(Data extract)

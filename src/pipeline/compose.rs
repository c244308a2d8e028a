//! Image → PDF assembly with lopdf.
//!
//! Each image becomes one page whose size is the image's pixel size at
//! 96 DPI, with the image filling the page.
//!
//! ## Why embed JPEGs as-is?
//!
//! PDF readers decode baseline and progressive JPEG natively (`DCTDecode`).
//! Copying the file bytes into the image XObject keeps the merge lossless
//! and avoids a decode/re-encode round trip. Only 8-bit greyscale and
//! three-component JPEGs are copied; CMYK or unusual frame types are decoded
//! like any other format.
//!
//! Everything else is decoded with the `image` crate and stored as RGB or
//! greyscale samples behind `FlateDecode`. 16-bit sources keep 16 bits per
//! component (big-endian, as PDF requires); all other sources are stored
//! with 8. Alpha is discarded with a warning.

use crate::error::ConvertError;
use flate2::write::ZlibEncoder;
use flate2::Compression;
use image::{ColorType, DynamicImage};
use lopdf::content::{Content, Operation};
use lopdf::{dictionary, Document, Object, ObjectId, Stream};
use std::io::Write;
use std::path::Path;
use tracing::{debug, warn};

/// PDF points per image pixel (72 pt per inch / 96 px per inch).
pub const POINTS_PER_PIXEL: f32 = 0.75;

const IMAGE_NAME: &str = "Im0";

/// Incrementally built PDF with one image per page.
pub struct PdfComposer {
    document: Document,
    pages_id: ObjectId,
    page_ids: Vec<ObjectId>,
}

impl Default for PdfComposer {
    fn default() -> Self {
        Self::new()
    }
}

impl PdfComposer {
    pub fn new() -> Self {
        let mut document = Document::with_version("1.5");
        let pages_id = document.new_object_id();
        Self {
            document,
            pages_id,
            page_ids: Vec::new(),
        }
    }

    pub fn page_count(&self) -> usize {
        self.page_ids.len()
    }

    /// Read `path` and append it as a new page.
    pub fn add_image_file(&mut self, path: &Path) -> Result<(), ConvertError> {
        let bytes = std::fs::read(path).map_err(|e| ConvertError::io(path, e))?;
        self.add_image_bytes(path, bytes)
    }

    /// Append an already loaded image file; `path` is used for errors only.
    pub fn add_image_bytes(&mut self, path: &Path, bytes: Vec<u8>) -> Result<(), ConvertError> {
        let embedded = match jpeg_frame(&bytes).filter(JpegFrame::is_passthrough) {
            Some(frame) => EmbeddedImage::jpeg(frame, bytes),
            None => {
                let decoded = image::load_from_memory(&bytes).map_err(|source| {
                    ConvertError::ImageDecode {
                        path: path.to_path_buf(),
                        source,
                    }
                })?;
                if decoded.color().has_alpha() {
                    warn!("Dropping alpha channel of {}", path.display());
                }
                EmbeddedImage::flate(&decoded).map_err(|e| ConvertError::PdfAssembly {
                    path: path.to_path_buf(),
                    detail: e.to_string(),
                })?
            }
        };
        debug!(
            "Embedding {} ({}x{}, {})",
            path.display(),
            embedded.width,
            embedded.height,
            embedded.filter
        );
        self.push_page(path, embedded)
    }

    fn push_page(&mut self, path: &Path, image: EmbeddedImage) -> Result<(), ConvertError> {
        let width = image.width as f32 * POINTS_PER_PIXEL;
        let height = image.height as f32 * POINTS_PER_PIXEL;

        let xobject = Stream::new(
            dictionary! {
                "Type" => "XObject",
                "Subtype" => "Image",
                "Width" => i64::from(image.width),
                "Height" => i64::from(image.height),
                "ColorSpace" => image.color_space,
                "BitsPerComponent" => i64::from(image.bits_per_component),
                "Filter" => image.filter,
            },
            image.data,
        );
        let image_id = self.document.add_object(xobject);

        let content = Content {
            operations: vec![
                Operation::new("q", vec![]),
                Operation::new(
                    "cm",
                    vec![
                        width.into(),
                        0.into(),
                        0.into(),
                        height.into(),
                        0.into(),
                        0.into(),
                    ],
                ),
                Operation::new("Do", vec![Object::Name(IMAGE_NAME.as_bytes().to_vec())]),
                Operation::new("Q", vec![]),
            ],
        };
        let encoded = content.encode().map_err(|e| ConvertError::PdfAssembly {
            path: path.to_path_buf(),
            detail: e.to_string(),
        })?;
        let content_id = self
            .document
            .add_object(Stream::new(dictionary! {}, encoded));

        let page_id = self.document.add_object(dictionary! {
            "Type" => "Page",
            "Parent" => self.pages_id,
            "MediaBox" => vec![0.into(), 0.into(), width.into(), height.into()],
            "Contents" => content_id,
            "Resources" => dictionary! {
                "XObject" => dictionary! { IMAGE_NAME => image_id },
            },
        });
        self.page_ids.push(page_id);
        Ok(())
    }

    /// Serialise the document; `target` is used for errors only.
    pub fn finish(mut self, target: &Path) -> Result<Vec<u8>, ConvertError> {
        let assembly = |detail: String| ConvertError::PdfAssembly {
            path: target.to_path_buf(),
            detail,
        };
        if self.page_ids.is_empty() {
            return Err(assembly("no pages to write".to_string()));
        }

        let kids: Vec<Object> = self.page_ids.iter().map(|id| Object::from(*id)).collect();
        let count = kids.len() as i64;
        self.document.objects.insert(
            self.pages_id,
            Object::Dictionary(dictionary! {
                "Type" => "Pages",
                "Kids" => kids,
                "Count" => count,
            }),
        );
        let catalog_id = self.document.add_object(dictionary! {
            "Type" => "Catalog",
            "Pages" => self.pages_id,
        });
        let info_id = self.document.add_object(dictionary! {
            "Producer" => Object::string_literal(concat!("pdfbatch ", env!("CARGO_PKG_VERSION"))),
        });
        self.document.trailer.set("Root", catalog_id);
        self.document.trailer.set("Info", info_id);

        let mut out = Vec::new();
        self.document
            .save_to(&mut out)
            .map_err(|e| assembly(e.to_string()))?;
        Ok(out)
    }
}

/// Build a PDF from `images` in the given order.
pub fn compose_pdf<P: AsRef<Path>>(images: &[P], target: &Path) -> Result<Vec<u8>, ConvertError> {
    let mut composer = PdfComposer::new();
    for image in images {
        composer.add_image_file(image.as_ref())?;
    }
    composer.finish(target)
}

// ── Image XObject payloads ───────────────────────────────────────────────

struct EmbeddedImage {
    width: u32,
    height: u32,
    color_space: &'static str,
    bits_per_component: u8,
    filter: &'static str,
    data: Vec<u8>,
}

impl EmbeddedImage {
    fn jpeg(frame: JpegFrame, bytes: Vec<u8>) -> Self {
        Self {
            width: u32::from(frame.width),
            height: u32::from(frame.height),
            color_space: if frame.components == 1 {
                "DeviceGray"
            } else {
                "DeviceRGB"
            },
            bits_per_component: frame.precision,
            filter: "DCTDecode",
            data: bytes,
        }
    }

    fn flate(image: &DynamicImage) -> std::io::Result<Self> {
        let wide = matches!(
            image.color(),
            ColorType::L16 | ColorType::La16 | ColorType::Rgb16 | ColorType::Rgba16
        );
        let (color_space, bits_per_component, raw) = match (image.color().has_color(), wide) {
            (true, true) => ("DeviceRGB", 16, big_endian(image.to_rgb16().into_raw())),
            (false, true) => ("DeviceGray", 16, big_endian(image.to_luma16().into_raw())),
            (true, false) => ("DeviceRGB", 8, image.to_rgb8().into_raw()),
            (false, false) => ("DeviceGray", 8, image.to_luma8().into_raw()),
        };
        let mut encoder = ZlibEncoder::new(Vec::new(), Compression::default());
        encoder.write_all(&raw)?;
        Ok(Self {
            width: image.width(),
            height: image.height(),
            color_space,
            bits_per_component,
            filter: "FlateDecode",
            data: encoder.finish()?,
        })
    }
}

fn big_endian(samples: Vec<u16>) -> Vec<u8> {
    samples.iter().flat_map(|s| s.to_be_bytes()).collect()
}

/// Frame header of a JPEG file.
#[derive(Debug, Clone, Copy, PartialEq, Eq)]
struct JpegFrame {
    marker: u8,
    precision: u8,
    width: u16,
    height: u16,
    components: u8,
}

impl JpegFrame {
    /// Baseline, extended or progressive Huffman; 8-bit; grey or three-channel.
    fn is_passthrough(&self) -> bool {
        matches!(self.marker, 0xC0..=0xC2)
            && self.precision == 8
            && matches!(self.components, 1 | 3)
            && self.width > 0
            && self.height > 0
    }
}

/// Scan the marker segments of a JPEG up to its first SOF header.
fn jpeg_frame(bytes: &[u8]) -> Option<JpegFrame> {
    if !bytes.starts_with(&[0xFF, 0xD8]) {
        return None;
    }
    let mut i = 2;
    while i + 1 < bytes.len() {
        if bytes[i] != 0xFF {
            return None;
        }
        let marker = bytes[i + 1];
        match marker {
            // fill byte
            0xFF => {
                i += 1;
                continue;
            }
            // markers without a length field
            0x01 | 0xD0..=0xD7 => {
                i += 2;
                continue;
            }
            // start of scan or end of image before any frame header
            0xDA | 0xD9 => return None,
            _ => {}
        }
        let len = usize::from(u16::from_be_bytes([*bytes.get(i + 2)?, *bytes.get(i + 3)?]));
        let is_sof = (0xC0..=0xCF).contains(&marker) && !matches!(marker, 0xC4 | 0xC8 | 0xCC);
        if is_sof {
            let seg = bytes.get(i + 4..i + 2 + len)?;
            if seg.len() < 6 {
                return None;
            }
            return Some(JpegFrame {
                marker,
                precision: seg[0],
                height: u16::from_be_bytes([seg[1], seg[2]]),
                width: u16::from_be_bytes([seg[3], seg[4]]),
                components: seg[5],
            });
        }
        i += 2 + len;
    }
    None
}
//! CLI binary for pdfbatch.
//!
//! A thin shim over the library crate: read the configuration file named on
//! the command line, run the selected converter and map configuration
//! errors to a non-zero exit status.

use anyhow::{Context, Result};
use clap::Parser;
use pdfbatch::{load_settings, Engine, LogContext, RunReport};
use std::path::{Path, PathBuf};
use std::process::ExitCode;
use tracing::error;

const AFTER_HELP: &str = r#"EXAMPLES:
  # Run with ./config.toml
  pdfbatch

  # Run with an explicit configuration file
  pdfbatch --config jobs/scans.toml

MINIMAL CONFIGURATION:
  [Settings]
  work_mode = "img2pdf"     # or "pdf2img"

  Every other key is optional and falls back to a documented default with
  a warning. Invalid values are ignored with an [OPT] warning.

EXIT STATUS:
  0  the run completed (individual file failures are logged, not fatal)
  1  the configuration file is missing, unparseable or lacks work_mode

ENVIRONMENT VARIABLES:
  PDFBATCH_CONFIG   Default for --config
  PDFIUM_LIB_PATH   Path to libpdfium (pdf2img only)
  RUST_LOG          Log filter, e.g. RUST_LOG=debug
"#;

/// Batch-convert between image directories and PDFs.
#[derive(Parser, Debug)]
#[command(
    name = "pdfbatch",
    version,
    about = "Batch-convert images to PDF and PDF pages to images, driven by a TOML file",
    after_help = AFTER_HELP
)]
struct Cli {
    /// Configuration file.
    #[arg(long, value_name = "PATH", env = "PDFBATCH_CONFIG", default_value = "config.toml")]
    config: PathBuf,
}

fn main() -> ExitCode {
    let cli = Cli::parse();
    let logs = LogContext::stdout();

    logs.in_scope(|| match run(&cli.config) {
        Ok(_) => ExitCode::SUCCESS,
        Err(e) => {
            error!("Configuration error: {e:#}");
            ExitCode::FAILURE
        }
    })
}

fn run(config: &Path) -> Result<RunReport> {
    let resolved = load_settings(config)
        .with_context(|| format!("cannot use '{}'", config.display()))?;
    Ok(Engine::new(&resolved.settings).execute())
}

(End Data extract)

Problem to solve. Set down, please, the lines from the line holding "filter, e.g. RUST_LOG=debug" through the final line of the data, exactly and with nothing added.

Output for this exercise.
  RUST_LOG          Log filter, e.g. RUST_LOG=debug
"#;

/// Batch-convert between image directories and PDFs.
#[derive(Parser, Debug)]
#[command(
    name = "pdfbatch",
    version,
    about = "Batch-convert images to PDF and PDF pages to images, driven by a TOML file",
    after_help = AFTER_HELP
)]
struct Cli {
    /// Configuration file.
    #[arg(long, value_name = "PATH", env = "PDFBATCH_CONFIG", default_value = "config.toml")]
    config: PathBuf,
}

fn main() -> ExitCode {
    let cli = Cli::parse();
    let logs = LogContext::stdout();

    logs.in_scope(|| match run(&cli.config) {
        Ok(_) => ExitCode::SUCCESS,
        Err(e) => {
            error!("Configuration error: {e:#}");
            ExitCode::FAILURE
        }
    })
}

fn run(config: &Path) -> Result<RunReport> {
    let resolved = load_settings(config)
        .with_context(|| format!("cannot use '{}'", config.display()))?;
    Ok(Engine::new(&resolved.settings).execute())
}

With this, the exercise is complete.